In the first part of the presentation we will discuss electron spin control in fluorinated graphene [1]. The spin-orbit interactions in pristine graphene are excluded due to high symmetry of the crystal structure [2]. The symmetry may be lifted by e.g. adatoms. In particular a fluorine adatom breaks the symmetry introducing a local spin-orbit Rashba interaction [3]. Using tight-binding Hamiltonian [4] which describes spin-orbit coupling near fluorine adatoms in a dilute concentration we show that spin inversion in fluorinated graphene nanoribbons is possible. The spin of the electron moving near the adatom is subject to the effective Rashba internal magnetic field. As the result of the electron passage near the adatom the spin undergoes a precession by a small angle. If external magnetic field is absent the electron backscattering cancels the local spin precession effects.

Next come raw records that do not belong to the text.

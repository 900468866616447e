//! Logger configuration.
//!
//! [`Settings`] is the user-editable TOML document. [`Settings::validate`]
//! turns it into [`LoopSettings`], the checked value object handed to the
//! scheduler. Invalid settings are rejected here, before the logger starts.

use std::fs;
use std::path::{Path, PathBuf};
use std::time::Duration;

use serde::{Deserialize, Serialize};
use thiserror::Error;
use tracing::debug;

/// File name used by `configure --new-file`.
pub const DEFAULT_CONFIG_FILE_NAME: &str = "internet-speed-log-config.toml";

/// Name of the pointer file that records the active configuration path.
const LOCATION_FILE_NAME: &str = "location.toml";

/// Application directory under the platform config directory.
const APP_DIR_NAME: &str = "internet-speed-log";

/// Contents written by `configure --new-file`.
pub const DEFAULT_CONFIG_TEXT: &str = "\
# Internet Speed Log Configuration

# Logging Options

log_interval = 10                     # minutes (must be a multiple of `kill_check_interval`)
repeats = 1

# Application Options

kill_check_interval = 5               # seconds
missing_connection_retries = 3
missing_connection_retry_interval = 30 # seconds
";

/// Configuration errors. All of them are fatal at startup.
#[derive(Debug, Error)]
pub enum ConfigError {
    #[error("failed to read configuration {}: {source}", .path.display())]
    Io {
        path: PathBuf,
        #[source]
        source: std::io::Error,
    },

    #[error("failed to parse configuration {}: {message}", .path.display())]
    Parse { path: PathBuf, message: String },

    #[error("invalid configuration: {0}")]
    Validation(String),

    #[error("no configuration found; run `internet-speed-log configure --new-file` first")]
    NotConfigured,
}

/// User-facing settings, as stored in the configuration file.
#[derive(Debug, Clone, PartialEq, Eq, Serialize, Deserialize)]
#[serde(default, deny_unknown_fields)]
pub struct Settings {
    /// Minutes between measurement cycles.
    pub log_interval: u64,
    /// Measurements per cycle.
    pub repeats: u32,
    /// Seconds between stop-signal checks while sleeping.
    pub kill_check_interval: u64,
    /// Identity resolution attempts before waiting a full interval.
    pub missing_connection_retries: u32,
    /// Seconds between identity resolution attempts.
    pub missing_connection_retry_interval: u64,
}

impl Default for Settings {
    fn default() -> Self {
        Self {
            log_interval: 10,
            repeats: 1,
            kill_check_interval: 5,
            missing_connection_retries: 3,
            missing_connection_retry_interval: 30,
        }
    }
}

impl Settings {
    /// Parse settings from TOML text. `origin` is only used for messages.
    pub fn from_toml(text: &str, origin: &Path) -> Result<Self, ConfigError> {
        toml::from_str(text).map_err(|e| ConfigError::Parse {
            path: origin.to_path_buf(),
            message: e.to_string(),
        })
    }

    /// Read and parse a configuration file.
    pub fn load(path: &Path) -> Result<Self, ConfigError> {
        let text = fs::read_to_string(path).map_err(|source| ConfigError::Io {
            path: path.to_path_buf(),
            source,
        })?;
        let settings = Self::from_toml(&text, path)?;
        debug!(path = %path.display(), ?settings, "Loaded configuration");
        Ok(settings)
    }

    /// Check the settings and convert them to scheduler durations.
    pub fn validate(&self) -> Result<LoopSettings, ConfigError> {
        let log_interval = self
            .log_interval
            .checked_mul(60)
            .map(Duration::from_secs)
            .ok_or_else(|| ConfigError::Validation("log_interval is too large".to_string()))?;

        LoopSettings::new(
            log_interval,
            self.repeats,
            Duration::from_secs(self.kill_check_interval),
            self.missing_connection_retries,
            Duration::from_secs(self.missing_connection_retry_interval),
        )
    }
}

/// Validated scheduler settings.
#[derive(Debug, Clone, Copy, PartialEq, Eq)]
pub struct LoopSettings {
    log_interval: Duration,
    repeats: u32,
    tick: Duration,
    max_resolve_attempts: u32,
    resolve_retry_interval: Duration,
}

impl LoopSettings {
    /// Build loop settings, enforcing that `log_interval` is a whole number
    /// of `tick`s.
    pub fn new(
        log_interval: Duration,
        repeats: u32,
        tick: Duration,
        missing_connection_retries: u32,
        resolve_retry_interval: Duration,
    ) -> Result<Self, ConfigError> {
        if log_interval.is_zero() {
            return Err(ConfigError::Validation(
                "log_interval must be greater than 0".to_string(),
            ));
        }
        if tick.is_zero() {
            return Err(ConfigError::Validation(
                "kill_check_interval must be greater than 0".to_string(),
            ));
        }
        if log_interval.as_nanos() % tick.as_nanos() != 0 {
            return Err(ConfigError::Validation(format!(
                "log_interval ({}s) must be a multiple of kill_check_interval ({}s)",
                log_interval.as_secs_f64(),
                tick.as_secs_f64()
            )));
        }
        if repeats == 0 {
            return Err(ConfigError::Validation(
                "repeats must be at least 1".to_string(),
            ));
        }
        if resolve_retry_interval.is_zero() {
            return Err(ConfigError::Validation(
                "missing_connection_retry_interval must be greater than 0".to_string(),
            ));
        }

        Ok(Self {
            log_interval,
            repeats,
            tick,
            max_resolve_attempts: missing_connection_retries.max(1),
            resolve_retry_interval,
        })
    }

    /// Time between the end of one cycle and the start of the next.
    pub fn log_interval(&self) -> Duration {
        self.log_interval
    }

    pub fn repeats(&self) -> u32 {
        self.repeats
    }

    /// Granularity of cancellation checks during the inter-cycle sleep.
    pub fn tick(&self) -> Duration {
        self.tick
    }

    /// Number of ticks in one log interval.
    pub fn ticks_per_interval(&self) -> u32 {
        u32::try_from(self.log_interval.as_nanos() / self.tick.as_nanos()).unwrap_or(u32::MAX)
    }

    /// Resolution attempts per resolving phase; always at least one.
    pub fn max_resolve_attempts(&self) -> u32 {
        self.max_resolve_attempts
    }

    pub fn resolve_retry_interval(&self) -> Duration {
        self.resolve_retry_interval
    }
}

/// Pointer to the active configuration file, kept in the platform config
/// directory so `log` works from any working directory.
#[derive(Debug, Clone, PartialEq, Eq, Serialize, Deserialize)]
pub struct ConfigLocation {
    pub config_path: PathBuf,
}

impl ConfigLocation {
    /// Default location of the pointer file.
    pub fn default_pointer_path() -> Option<PathBuf> {
        dirs::config_dir().map(|dir| dir.join(APP_DIR_NAME).join(LOCATION_FILE_NAME))
    }

    /// Read a pointer file; `Ok(None)` if it does not exist.
    pub fn read(pointer: &Path) -> Result<Option<Self>, ConfigError> {
        let text = match fs::read_to_string(pointer) {
            Ok(text) => text,
            Err(e) if e.kind() == std::io::ErrorKind::NotFound => return Ok(None),
            Err(source) => {
                return Err(ConfigError::Io {
                    path: pointer.to_path_buf(),
                    source,
                });
            }
        };
        toml::from_str(&text)
            .map(Some)
            .map_err(|e| ConfigError::Parse {
                path: pointer.to_path_buf(),
                message: e.to_string(),
            })
    }

    /// Write the pointer file, creating its directory if needed.
    pub fn write(&self, pointer: &Path) -> Result<(), ConfigError> {
        let io_err = |source| ConfigError::Io {
            path: pointer.to_path_buf(),
            source,
        };
        if let Some(parent) = pointer.parent() {
            fs::create_dir_all(parent).map_err(io_err)?;
        }
        let text = toml::to_string(self).map_err(|e| ConfigError::Parse {
            path: pointer.to_path_buf(),
            message: e.to_string(),
        })?;
        fs::write(pointer, format!("# Location of the configuration file\n{text}")).map_err(io_err)
    }
}

/// Resolve which configuration file to use.
///
/// Order: explicit path, recorded location, `DEFAULT_CONFIG_FILE_NAME` in
/// `working_dir`.
pub fn discover_config(
    explicit: Option<&Path>,
    pointer: Option<&Path>,
    working_dir: &Path,
) -> Result<PathBuf, ConfigError> {
    if let Some(path) = explicit {
        return Ok(path.to_path_buf());
    }
    if let Some(pointer) = pointer {
        if let Some(location) = ConfigLocation::read(pointer)? {
            return Ok(location.config_path);
        }
    }
    let local = working_dir.join(DEFAULT_CONFIG_FILE_NAME);
    if local.is_file() {
        return Ok(local);
    }
    Err(ConfigError::NotConfigured)
}
//! Crate-wide error types.

use thiserror::Error;

use crate::config::ConfigError;
use crate::identity::IdentityError;
use crate::provider::ProviderError;
use crate::store::StoreError;

/// Crate-wide result type.
pub type Result<T> = std::result::Result<T, Error>;

/// Crate-wide error type.
#[derive(Error, Debug)]
pub enum Error {
    #[error(transparent)]
    Store(#[from] StoreError),

    #[error(transparent)]
    Identity(#[from] IdentityError),

    #[error(transparent)]
    Provider(#[from] ProviderError),

    #[error(transparent)]
    Config(#[from] ConfigError),

    #[error("IO error: {0}")]
    Io(#[from] std::io::Error),
}
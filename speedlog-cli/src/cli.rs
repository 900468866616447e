use clap::{Parser, Subcommand};
use std::path::PathBuf;

/// Periodically measure internet speed and log it per network.
#[derive(Parser, Debug)]
#[command(name = "internet-speed-log", version, about, long_about = None)]
pub struct Args {
    #[command(subcommand)]
    pub command: Option<Commands>,

    /// Enable verbose (debug) logging
    #[arg(short, long, global = true, conflicts_with = "quiet")]
    pub verbose: bool,

    /// Only log errors
    #[arg(short, long, global = true)]
    pub quiet: bool,
}

#[derive(Subcommand, Debug)]
pub enum Commands {
    /// Create or register a configuration file
    Configure {
        /// Write a default configuration file to the current directory
        #[arg(long)]
        new_file: bool,

        /// Record the configuration file `log` should use
        #[arg(long, value_name = "PATH")]
        location: Option<PathBuf>,
    },

    /// Measure and log internet speed until stopped
    Log {
        /// Configuration file (overrides the recorded location)
        #[arg(short, long, value_name = "PATH")]
        config: Option<PathBuf>,

        /// Directory for log files
        #[arg(short, long, value_name = "DIR", default_value = ".")]
        dir: PathBuf,
    },

    /// Show logged measurements
    Plot {
        /// Log files to show (default: every log file in --dir)
        files: Vec<PathBuf>,

        /// Directory searched when no files are given
        #[arg(short, long, value_name = "DIR", default_value = ".")]
        dir: PathBuf,

        /// Print records as JSON
        #[arg(long)]
        json: bool,
    },
}

#[cfg(test)]
mod tests {
    use super::*;
    use clap::CommandFactory;
    use clap::error::ErrorKind;

    #[test]
    fn test_cli_definition() {
        Args::command().debug_assert();
    }

    #[test]
    fn test_no_subcommand_parses() {
        let args = Args::try_parse_from(["internet-speed-log"]).unwrap();
        assert!(args.command.is_none());
    }

    #[test]
    fn test_help_subcommand_is_display_help() {
        let err = Args::try_parse_from(["internet-speed-log", "help"]).unwrap_err();
        assert_eq!(err.kind(), ErrorKind::DisplayHelp);
    }

    #[test]
    fn test_unknown_subcommand_rejected() {
        let err = Args::try_parse_from(["internet-speed-log", "graph"]).unwrap_err();
        assert_eq!(err.kind(), ErrorKind::InvalidSubcommand);
    }

    #[test]
    fn test_log_arguments() {
        let args =
            Args::try_parse_from(["internet-speed-log", "-v", "log", "--dir", "/tmp/logs"]).unwrap();
        assert!(args.verbose);
        match args.command {
            Some(Commands::Log { config, dir }) => {
                assert!(config.is_none());
                assert_eq!(dir, PathBuf::from("/tmp/logs"));
            }
            other => panic!("unexpected command: {other:?}"),
        }
    }

    #[test]
    fn test_plot_files() {
        let args = Args::try_parse_from(["internet-speed-log", "plot", "a.txt", "b.txt", "--json"])
            .unwrap();
        match args.command {
            Some(Commands::Plot { files, json, .. }) => {
                assert_eq!(files.len(), 2);
                assert!(json);
            }
            other => panic!("unexpected command: {other:?}"),
        }
    }
}
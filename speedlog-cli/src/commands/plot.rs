use std::fs;
use std::path::{Path, PathBuf};

use serde::Serialize;
use speedlog_engine::store::{DataStore, MeasurementRecord, TIMESTAMP_FORMAT};
use tabled::{Table, Tabled, settings::Style};

use crate::error::Result;

const LOG_FILE_PREFIX: &str = "internet-speed-log-";
const LOG_FILE_SUFFIX: &str = ".txt";

/// Bits per megabit as shown in tables.
const BITS_PER_MEGABIT: f64 = 1024.0 * 1024.0;

#[derive(Serialize)]
struct LogDump<'a> {
    path: &'a Path,
    records: &'a [MeasurementRecord],
}

#[derive(Tabled)]
struct Row {
    #[tabled(rename = "Timestamp")]
    timestamp: String,
    #[tabled(rename = "Ping (ms)")]
    ping: String,
    #[tabled(rename = "Download (Mb/s)")]
    download: String,
    #[tabled(rename = "Upload (Mb/s)")]
    upload: String,
    #[tabled(rename = "Server")]
    server: String,
}

impl From<&MeasurementRecord> for Row {
    fn from(record: &MeasurementRecord) -> Self {
        Self {
            timestamp: record.timestamp().format(TIMESTAMP_FORMAT).to_string(),
            ping: format!("{:.2}", record.ping()),
            download: format!("{:.2}", to_megabits(record.download())),
            upload: format!("{:.2}", to_megabits(record.upload())),
            server: record.server_id().to_string(),
        }
    }
}

pub fn run(files: &[PathBuf], dir: &Path, json: bool) -> Result<()> {
    let files = if files.is_empty() {
        find_log_files(dir)?
    } else {
        files.to_vec()
    };

    if files.is_empty() {
        println!("No log files found in {}", dir.display());
        return Ok(());
    }

    let mut stores = Vec::with_capacity(files.len());
    for path in files {
        let mut store = DataStore::open(path)?;
        store.load()?;
        stores.push(store);
    }

    if json {
        let dumps: Vec<LogDump<'_>> = stores
            .iter()
            .map(|store| LogDump {
                path: store.path(),
                records: store.records(),
            })
            .collect();
        println!("{}", serde_json::to_string_pretty(&dumps)?);
        return Ok(());
    }

    for store in &stores {
        println!("{} ({} records)", store.path().display(), store.len());
        println!("{}", render_table(store.records()));
        println!();
    }
    Ok(())
}

fn to_megabits(bits_per_second: f64) -> f64 {
    bits_per_second / BITS_PER_MEGABIT
}

fn render_table(records: &[MeasurementRecord]) -> String {
    Table::new(records.iter().map(Row::from))
        .with(Style::modern())
        .to_string()
}

/// Log files in `dir`, sorted by name. Backups (`.txt.old`) are skipped.
fn find_log_files(dir: &Path) -> Result<Vec<PathBuf>> {
    let mut files = Vec::new();
    for entry in fs::read_dir(dir)? {
        let entry = entry?;
        let name = entry.file_name();
        let Some(name) = name.to_str() else {
            continue;
        };
        if name.starts_with(LOG_FILE_PREFIX)
            && name.ends_with(LOG_FILE_SUFFIX)
            && entry.file_type()?.is_file()
        {
            files.push(entry.path());
        }
    }
    files.sort();
    Ok(files)
}
use std::collections::VecDeque;
use std::fs;
use std::path::Path;
use std::sync::{Arc, Mutex};
use std::time::Duration;

use async_trait::async_trait;
use tempfile::TempDir;
use tokio::time::Instant;
use tokio_util::sync::CancellationToken;

use speedlog_engine::config::LoopSettings;
use speedlog_engine::identity::{IdentityError, IdentityResolver, NetworkIdentity};
use speedlog_engine::provider::{
    MeasurementProvider, MeasurementResults, ProviderError, ServerInfo,
};
use speedlog_engine::scheduler::{LoopState, SchedulerLoop};
use speedlog_engine::store::HEADER;

const HOST: &str = "testhost";

/// Resolver that replays a script, then repeats its last entry. Records the
/// virtual time of every call.
#[derive(Clone)]
struct ScriptedResolver {
    script: Arc<Mutex<VecDeque<Option<&'static str>>>>,
    calls: Arc<Mutex<Vec<Instant>>>,
}

impl ScriptedResolver {
    fn new(script: &[Option<&'static str>]) -> Self {
        Self {
            script: Arc::new(Mutex::new(script.iter().copied().collect())),
            calls: Arc::new(Mutex::new(Vec::new())),
        }
    }

    fn call_times(&self) -> Vec<Instant> {
        self.calls.lock().unwrap().clone()
    }
}

#[async_trait]
impl IdentityResolver for ScriptedResolver {
    async fn resolve(&self) -> Result<NetworkIdentity, IdentityError> {
        self.calls.lock().unwrap().push(Instant::now());
        let mut script = self.script.lock().unwrap();
        let next = if script.len() > 1 {
            script.pop_front().flatten()
        } else {
            script.front().copied().flatten()
        };
        match next {
            Some(name) => NetworkIdentity::new(name),
            None => Err(IdentityError::ResolutionFailed("not connected".to_string())),
        }
    }
}

/// Provider returning fixed numbers. Can fail the first selections and can
/// cancel a token in the middle of a measurement.
#[derive(Default)]
struct FakeProvider {
    failing_selections: u32,
    cancel_on_upload: Option<CancellationToken>,
    measured: bool,
    selections: Arc<Mutex<u32>>,
}

#[async_trait]
impl MeasurementProvider for FakeProvider {
    async fn select_server(&mut self) -> Result<ServerInfo, ProviderError> {
        *self.selections.lock().unwrap() += 1;
        self.measured = false;
        if self.failing_selections > 0 {
            self.failing_selections -= 1;
            return Err(ProviderError::NoServers);
        }
        Ok(server())
    }

    async fn measure_download(&mut self) -> Result<f64, ProviderError> {
        Ok(52_428_800.0)
    }

    async fn measure_upload(&mut self) -> Result<f64, ProviderError> {
        if let Some(token) = &self.cancel_on_upload {
            token.cancel();
        }
        self.measured = true;
        Ok(10_485_760.0)
    }

    fn results(&self) -> Result<MeasurementResults, ProviderError> {
        if !self.measured {
            return Err(ProviderError::NotReady("upload was measured"));
        }
        Ok(MeasurementResults {
            ping: 12.5,
            download: 52_428_800.0,
            upload: 10_485_760.0,
            server: server(),
        })
    }
}

fn server() -> ServerInfo {
    ServerInfo {
        url: "http://speed.example.net:8080/speedtest/upload.php".to_string(),
        id: "4242".to_string(),
    }
}

/// One minute interval in 5 second ticks, 30 second resolve retries.
fn settings(repeats: u32, retries: u32) -> LoopSettings {
    LoopSettings::new(
        Duration::from_secs(60),
        repeats,
        Duration::from_secs(5),
        retries,
        Duration::from_secs(30),
    )
    .unwrap()
}

fn cancel_after(token: &CancellationToken, after: Duration) {
    let token = token.clone();
    tokio::spawn(async move {
        tokio::time::sleep(after).await;
        token.cancel();
    });
}

fn log_path(dir: &Path, identity: &str) -> std::path::PathBuf {
    dir.join(format!("internet-speed-log-{HOST}-{identity}.txt"))
}

fn data_lines(path: &Path) -> Vec<String> {
    let content = fs::read_to_string(path).unwrap();
    let mut lines = content.lines();
    assert_eq!(lines.next(), Some(HEADER));
    lines.map(str::to_string).collect()
}

#[tokio::test(start_paused = true)]
async fn test_cycle_writes_batch_with_shared_timestamp() {
    let dir = TempDir::new().unwrap();
    let token = CancellationToken::new();
    let resolver = ScriptedResolver::new(&[Some("HomeNet")]);

    let mut scheduler = SchedulerLoop::new(settings(3, 3), resolver, FakeProvider::default(), token.clone())
        .with_log_dir(dir.path())
        .with_host_name(HOST);

    cancel_after(&token, Duration::from_secs(30));
    let report = scheduler.run().await;

    assert_eq!(scheduler.state(), LoopState::Terminated);
    assert_eq!(report.cycles_completed, 1);
    assert_eq!(report.records_flushed, 3);

    let path = log_path(dir.path(), "HomeNet");
    let lines = data_lines(&path);
    assert_eq!(lines.len(), 3);

    let timestamps: Vec<&str> = lines.iter().map(|l| l.split(' ').next().unwrap()).collect();
    assert!(timestamps.iter().all(|t| *t == timestamps[0]));
    assert!(lines[0].ends_with(" 12.5 52428800.0 10485760.0 http://speed.example.net:8080/speedtest/upload.php 4242"));

    let backup = fs::read_to_string(dir.path().join("internet-speed-log-testhost-HomeNet.txt.old")).unwrap();
    assert_eq!(backup, format!("{HEADER}\n"));
}

#[tokio::test(start_paused = true)]
async fn test_cycles_are_one_interval_apart() {
    let dir = TempDir::new().unwrap();
    let token = CancellationToken::new();
    let resolver = ScriptedResolver::new(&[Some("HomeNet")]);
    let calls = resolver.clone();

    let mut scheduler = SchedulerLoop::new(settings(1, 3), resolver, FakeProvider::default(), token.clone())
        .with_log_dir(dir.path())
        .with_host_name(HOST);

    cancel_after(&token, Duration::from_secs(150));
    let report = scheduler.run().await;

    assert_eq!(report.cycles_completed, 3);
    assert_eq!(data_lines(&log_path(dir.path(), "HomeNet")).len(), 3);

    let times = calls.call_times();
    assert_eq!(times.len(), 3);
    assert_eq!((times[1] - times[0]).as_secs(), 60);
    assert_eq!((times[2] - times[1]).as_secs(), 60);
}

#[tokio::test(start_paused = true)]
async fn test_resolve_retries_are_bounded() {
    let dir = TempDir::new().unwrap();
    let token = CancellationToken::new();
    let resolver = ScriptedResolver::new(&[None]);
    let calls = resolver.clone();

    let mut scheduler = SchedulerLoop::new(settings(1, 3), resolver, FakeProvider::default(), token.clone())
        .with_log_dir(dir.path())
        .with_host_name(HOST);

    // Attempts at 0s, 30s and 60s, then a full 60s interval, then 120s.
    cancel_after(&token, Duration::from_secs(125));
    let report = scheduler.run().await;

    let start = calls.call_times()[0];
    let offsets: Vec<u64> = calls
        .call_times()
        .iter()
        .map(|t| (*t - start).as_secs())
        .collect();
    assert_eq!(offsets, vec![0, 30, 60, 120]);
    assert_eq!(report.resolve_attempts, 4);
    assert_eq!(report.disconnected_waits, 1);
    assert_eq!(report.cycles_completed, 0);
    assert_eq!(fs::read_dir(dir.path()).unwrap().count(), 0);
}

#[tokio::test(start_paused = true)]
async fn test_reconnect_after_failures() {
    let dir = TempDir::new().unwrap();
    let token = CancellationToken::new();
    let resolver = ScriptedResolver::new(&[None, Some("Office")]);

    let mut scheduler = SchedulerLoop::new(settings(1, 2), resolver, FakeProvider::default(), token.clone())
        .with_log_dir(dir.path())
        .with_host_name(HOST);

    cancel_after(&token, Duration::from_secs(40));
    let report = scheduler.run().await;

    assert_eq!(report.resolve_attempts, 2);
    assert_eq!(report.disconnected_waits, 0);
    assert_eq!(report.cycles_completed, 1);
    assert_eq!(data_lines(&log_path(dir.path(), "Office")).len(), 1);
}

#[tokio::test(start_paused = true)]
async fn test_stop_during_measurement_discards_batch() {
    let dir = TempDir::new().unwrap();
    let token = CancellationToken::new();
    let provider = FakeProvider {
        cancel_on_upload: Some(token.clone()),
        ..FakeProvider::default()
    };

    let mut scheduler = SchedulerLoop::new(
        settings(1, 3),
        ScriptedResolver::new(&[Some("HomeNet")]),
        provider,
        token.clone(),
    )
    .with_log_dir(dir.path())
    .with_host_name(HOST);

    let start = Instant::now();
    let report = scheduler.run().await;

    assert_eq!(start.elapsed(), Duration::ZERO);
    assert_eq!(scheduler.state(), LoopState::Terminated);
    assert_eq!(report.discarded_batches, 1);
    assert_eq!(report.records_flushed, 0);

    let path = log_path(dir.path(), "HomeNet");
    assert!(data_lines(&path).is_empty());
    assert!(!dir.path().join("internet-speed-log-testhost-HomeNet.txt.old").exists());
}

#[tokio::test(start_paused = true)]
async fn test_stop_between_repeats_discards_partial_batch() {
    let dir = TempDir::new().unwrap();
    let token = CancellationToken::new();
    let provider = FakeProvider {
        cancel_on_upload: Some(token.clone()),
        ..FakeProvider::default()
    };

    let mut scheduler = SchedulerLoop::new(
        settings(5, 3),
        ScriptedResolver::new(&[Some("HomeNet")]),
        provider,
        token.clone(),
    )
    .with_log_dir(dir.path())
    .with_host_name(HOST);

    let report = scheduler.run().await;

    assert_eq!(report.discarded_batches, 1);
    assert!(data_lines(&log_path(dir.path(), "HomeNet")).is_empty());
}

#[tokio::test(start_paused = true)]
async fn test_stop_during_sleep_terminates_within_a_tick() {
    let dir = TempDir::new().unwrap();
    let token = CancellationToken::new();

    let mut scheduler = SchedulerLoop::new(
        settings(1, 3),
        ScriptedResolver::new(&[Some("HomeNet")]),
        FakeProvider::default(),
        token.clone(),
    )
    .with_log_dir(dir.path())
    .with_host_name(HOST);

    let start = Instant::now();
    cancel_after(&token, Duration::from_secs(22));
    scheduler.run().await;

    assert!(start.elapsed() < Duration::from_secs(22 + 5));
    assert_eq!(scheduler.state(), LoopState::Terminated);
}

#[tokio::test(start_paused = true)]
async fn test_measurement_failure_retried_next_interval() {
    let dir = TempDir::new().unwrap();
    let token = CancellationToken::new();
    let provider = FakeProvider {
        failing_selections: 1,
        ..FakeProvider::default()
    };
    let selections = provider.selections.clone();

    let mut scheduler = SchedulerLoop::new(
        settings(1, 3),
        ScriptedResolver::new(&[Some("HomeNet")]),
        provider,
        token.clone(),
    )
    .with_log_dir(dir.path())
    .with_host_name(HOST);

    cancel_after(&token, Duration::from_secs(90));
    let report = scheduler.run().await;

    assert_eq!(*selections.lock().unwrap(), 2);
    assert_eq!(report.discarded_batches, 1);
    assert_eq!(report.cycles_completed, 1);
    assert_eq!(data_lines(&log_path(dir.path(), "HomeNet")).len(), 1);
}

#[tokio::test(start_paused = true)]
async fn test_identity_change_switches_file() {
    let dir = TempDir::new().unwrap();
    let token = CancellationToken::new();
    let resolver = ScriptedResolver::new(&[Some("HomeNet"), Some("Cafe/Guest"), Some("HomeNet")]);

    let mut scheduler = SchedulerLoop::new(settings(1, 3), resolver, FakeProvider::default(), token.clone())
        .with_log_dir(dir.path())
        .with_host_name(HOST);

    cancel_after(&token, Duration::from_secs(150));
    scheduler.run().await;

    assert_eq!(data_lines(&log_path(dir.path(), "HomeNet")).len(), 2);
    assert_eq!(data_lines(&log_path(dir.path(), "Cafe_Guest")).len(), 1);
}

#[tokio::test(start_paused = true)]
async fn test_resumes_existing_log() {
    let dir = TempDir::new().unwrap();
    let path = log_path(dir.path(), "HomeNet");
    let existing = "2024/01/02T03:04:05 9.0 100.0 50.0 http://old.example.net/upload.php 1\n";
    fs::write(&path, format!("{HEADER}\n{existing}")).unwrap();

    let token = CancellationToken::new();
    let mut scheduler = SchedulerLoop::new(
        settings(1, 3),
        ScriptedResolver::new(&[Some("HomeNet")]),
        FakeProvider::default(),
        token.clone(),
    )
    .with_log_dir(dir.path())
    .with_host_name(HOST);

    cancel_after(&token, Duration::from_secs(30));
    scheduler.run().await;

    let lines = data_lines(&path);
    assert_eq!(lines.len(), 2);
    assert_eq!(format!("{}\n", lines[0]), existing);
}

#[tokio::test(start_paused = true)]
async fn test_removed_log_file_is_recreated() {
    let dir = TempDir::new().unwrap();
    let token = CancellationToken::new();
    let path = log_path(dir.path(), "HomeNet");

    let mut scheduler = SchedulerLoop::new(
        settings(1, 3),
        ScriptedResolver::new(&[Some("HomeNet")]),
        FakeProvider::default(),
        token.clone(),
    )
    .with_log_dir(dir.path())
    .with_host_name(HOST);

    let removed = path.clone();
    tokio::spawn(async move {
        tokio::time::sleep(Duration::from_secs(30)).await;
        fs::remove_file(&removed).unwrap();
    });
    cancel_after(&token, Duration::from_secs(150));
    let report = scheduler.run().await;

    // Cycle at 60s finds the file gone; the cycle at 120s starts a new one.
    assert_eq!(report.cycles_completed, 2);
    assert_eq!(report.records_flushed, 2);
    assert_eq!(data_lines(&path).len(), 1);
}
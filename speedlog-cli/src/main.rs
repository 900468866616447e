mod cli;
mod commands;
mod error;
mod logging;

use crate::{
    cli::{Args, Commands},
    error::Result,
    logging::init_logging,
};
use clap::{CommandFactory, Parser, error::ErrorKind};
use std::process;
use tracing::error;

#[tokio::main]
async fn main() {
    let args = match Args::try_parse() {
        Ok(args) => args,
        Err(e) => {
            // Usage errors exit with 1 rather than clap's default of 2.
            let _ = e.print();
            let code = match e.kind() {
                ErrorKind::DisplayHelp | ErrorKind::DisplayVersion => 0,
                _ => 1,
            };
            process::exit(code);
        }
    };

    if let Err(e) = run(args).await {
        error!("Application error: {}", e);
        eprintln!("Error: {e}");
        process::exit(1);
    }
}

async fn run(args: Args) -> Result<()> {
    let Some(command) = args.command else {
        Args::command().print_help()?;
        println!();
        return Ok(());
    };

    init_logging(args.verbose, args.quiet)?;

    match command {
        Commands::Configure { new_file, location } => {
            commands::configure::run(new_file, location.as_deref())
        }
        Commands::Log { config, dir } => commands::log::run(config.as_deref(), &dir).await,
        Commands::Plot { files, dir, json } => commands::plot::run(&files, &dir, json),
    }
}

In the second part we will present our recent studies of the spin control in the silicene nanoribbons. Silicene belongs to the class of two-dimensional topological insulators due to the quantum spin Hall (QSH) phase, that occurs for Fermi energies close to the charge neutrality point. In our studies we propose double-slit electron interferometer in silicene that can be used in detection whether electron transport is normal or reveals topological-insulating character [5]. In our calculations we use tight-binding model with Hamiltonian [6] for pristine silicene along with the wave function matching method applied to the scattering matrix. We show that in dependence of increasing external magnetic field amplitude, the topological transport is characterized by sharp peaks in conductance, however, the normal state transport can be distingished by smooth Aharanov-Bohm oscillations.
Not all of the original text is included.